Format: e-ARC
Source: Publisher via Edelweiss
Publisher: Katherine Tegen Books
Publication Date: April 1, 2014
Rule One—Nothing is right, nothing is wrong.
Rule Two—Be careful.
Rule Three—Fight using your legs whenever possible, because they’re the strongest part of your body. Your arms are the weakest.
Rule Four—Hit to kill. The first blow should be the last, if at all possible.
Rule Five—The letters are the law.
Kit takes her role as London’s notorious “Perfect Killer” seriously. The letters and cash that come to her via a secret mailbox are not a game; choosing who to kill is not an impulse decision. Every letter she receives begins with “Dear Killer,” and every time Kit murders, she leaves a letter with the dead body. Her moral nihilism and thus her murders are a way of life—the only way of life she has ever known.
But when a letter appears in the mailbox that will have the power to topple Kit’s convictions as perfectly as she commits her murders, she must make a decision: follow the only rules she has ever known, or challenge Rule One, and go from there.
Katherine Ewell’s Dear Killer is a sinister psychological thriller that explores the thin line between good and evil, and the messiness of that inevitable moment when life contradicts everything you believe.
My Thoughts
To say that Kit is a normal seventeen year old girl with an ordinary upbringing is the understatement of the year. Kit is a student by day and Diana, the Perfect Killer by night. Her mother was also a serial killer back in the day and she taught Kit everything she knew about killing when she 'retired'. Kit has made herself famous in London by her perfect killings and her signature letter found near the victims’ bodies.

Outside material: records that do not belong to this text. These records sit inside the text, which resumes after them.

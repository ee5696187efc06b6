//! CLI mode

use crate::cli::Commands;
use crate::interfaces::cli::{CliError, run_cli_command};
use crate::runtime::lifetime::startup::prepare_startup;
use crate::system::panic_handler::RunMode;

/// Run CLI mode
///
/// `tail` goes through the full startup (config, logging, panic hook);
/// `config generate` needs none of it.
pub async fn run_cli(cmd: Commands, config_path: Option<&str>) -> Result<(), CliError> {
    if let Commands::Tail { .. } = cmd {
        let _ctx = prepare_startup(config_path, RunMode::Tail)
            .map_err(|e| CliError::ConfigError(format!("{:#}", e)))?;
        return run_cli_command(cmd, config_path).await;
    }
    run_cli_command(cmd, config_path).await
}
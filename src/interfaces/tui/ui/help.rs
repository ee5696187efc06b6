use ratatui::{
    Frame,
    layout::Rect,
    style::{Color, Modifier, Style},
    text::{Line, Span},
    widgets::Paragraph,
};

use super::widgets::Popup;
use crate::interfaces::tui::constants::{colors, popup};

fn section(title: &'static str) -> Line<'static> {
    Line::from(vec![Span::styled(
        title,
        Style::default()
            .fg(Color::Yellow)
            .add_modifier(Modifier::BOLD),
    )])
}

fn shortcut(keys: &'static str, desc: &'static str, color: Color) -> Line<'static> {
    Line::from(vec![
        Span::styled(format!("  {:<18}", keys), Style::default().fg(color)),
        Span::styled(desc, Style::default().fg(Color::White)),
    ])
}

pub fn draw_help_screen(frame: &mut Frame, area: Rect) {
    let inner_area = Popup::new("Help - Keyboard Shortcuts", popup::HELP).render(frame, area);

    let help_text = vec![
        Line::from(""),
        section("LIVE"),
        shortcut("l, Space", "Toggle live polling / stop", Color::Green),
        shortcut("r", "Refresh now (live only)", Color::Cyan),
        shortcut("c", "Clear the list", Color::Red),
        shortcut("[ / ]", "Smaller / larger display limit", Color::Yellow),
        Line::from(""),
        section("NAVIGATION"),
        shortcut("Up/Down, j/k", "Select entry", Color::Cyan),
        shortcut("Home, g", "Jump to newest", Color::Cyan),
        shortcut("End, G", "Jump to oldest", Color::Cyan),
        shortcut("PageUp/PageDown", "Scroll 10 entries", Color::Cyan),
        Line::from(""),
        section("ROWS"),
        Line::from(vec![
            Span::styled("  ", Style::default()),
            Span::styled(
                " new / updated ",
                Style::default().fg(Color::White).bg(colors::NEW_ROW_BG),
            ),
            Span::styled(
                "  highlighted for a moment after each poll",
                Style::default().fg(Color::DarkGray),
            ),
        ]),
        Line::from(""),
        section("SYSTEM"),
        shortcut("?", "Show this help", Color::Blue),
        shortcut("q, Esc", "Quit", Color::Magenta),
    ];

    frame.render_widget(Paragraph::new(help_text), inner_area);
}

But Kit isn't an ordinary serial killer, she's an assassin. She has a 'mailbox' that she uses for requests. Anyone who knows where it's located can drop a letter in it saying who they want dead, add some cash with their request and hope the Perfect Killer will take the job.

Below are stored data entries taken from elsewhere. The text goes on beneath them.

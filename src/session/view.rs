use serde::Serialize;

use crate::errors::LiveLogError;
use crate::models::LogEntry;
use crate::source::LiveState;

/// 渲染层使用的只读视图
///
/// Published by the driver after every event it handles.
#[derive(Debug, Clone, Default, Serialize)]
pub struct ViewSnapshot {
    pub state: LiveState,
    /// A fetch is in flight
    pub loading: bool,
    /// Live, but no snapshot has been merged since live mode was entered
    pub awaiting_first_snapshot: bool,
    pub limit: usize,
    pub limit_label: String,
    /// Newest first, at most `limit` rows
    pub rows: Vec<LogEntry>,
    /// Rows retained by the collection
    pub total: usize,
    #[serde(skip)]
    pub error: Option<LiveLogError>,
    /// Bumped on every committed merge
    pub merge_seq: u64,
    /// Entries inserted or updated by the most recent merge
    pub last_highlighted: Vec<LogEntry>,
}

impl ViewSnapshot {
    pub fn is_live(&self) -> bool {
        self.state == LiveState::Live
    }

    /// Loading placeholder: live, nothing to show yet, no error.
    pub fn shows_placeholder(&self) -> bool {
        self.is_live() && self.awaiting_first_snapshot && self.rows.is_empty() && self.error.is_none()
    }

    /// `N of LIMIT total logs`
    pub fn summary(&self) -> String {
        format!("{} of {} total logs", self.rows.len(), self.limit_label)
    }
}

Kit was a really interesting character to say the least. If I didn't know that she was a killer from the title and summary of the book, I would have guessed something was off about her anyway from her behavior. I think she may have some type of mental disability going on, split personality maybe? I don't know, but something was definitely off about that girl. I kind of liked Alex, even though he was extremely clueless. I don't know how many times that I shook my head because he just didn't GET IT.
Overall, Dear Killer is a really unique and interesting read. I do feel like it could have been so much more though. I know it's hard to feel any type of sympathy or connection with a serial killer but it can be done. Just look at Celeana from Throne of Glass, or Gin from the Elemental Assassin series. I was really hoping that she would change and not do the thing that she had been planning for a while, but unfortunately it still happen. It's like Kit was completely empty inside and I feel like that's where this book fell short.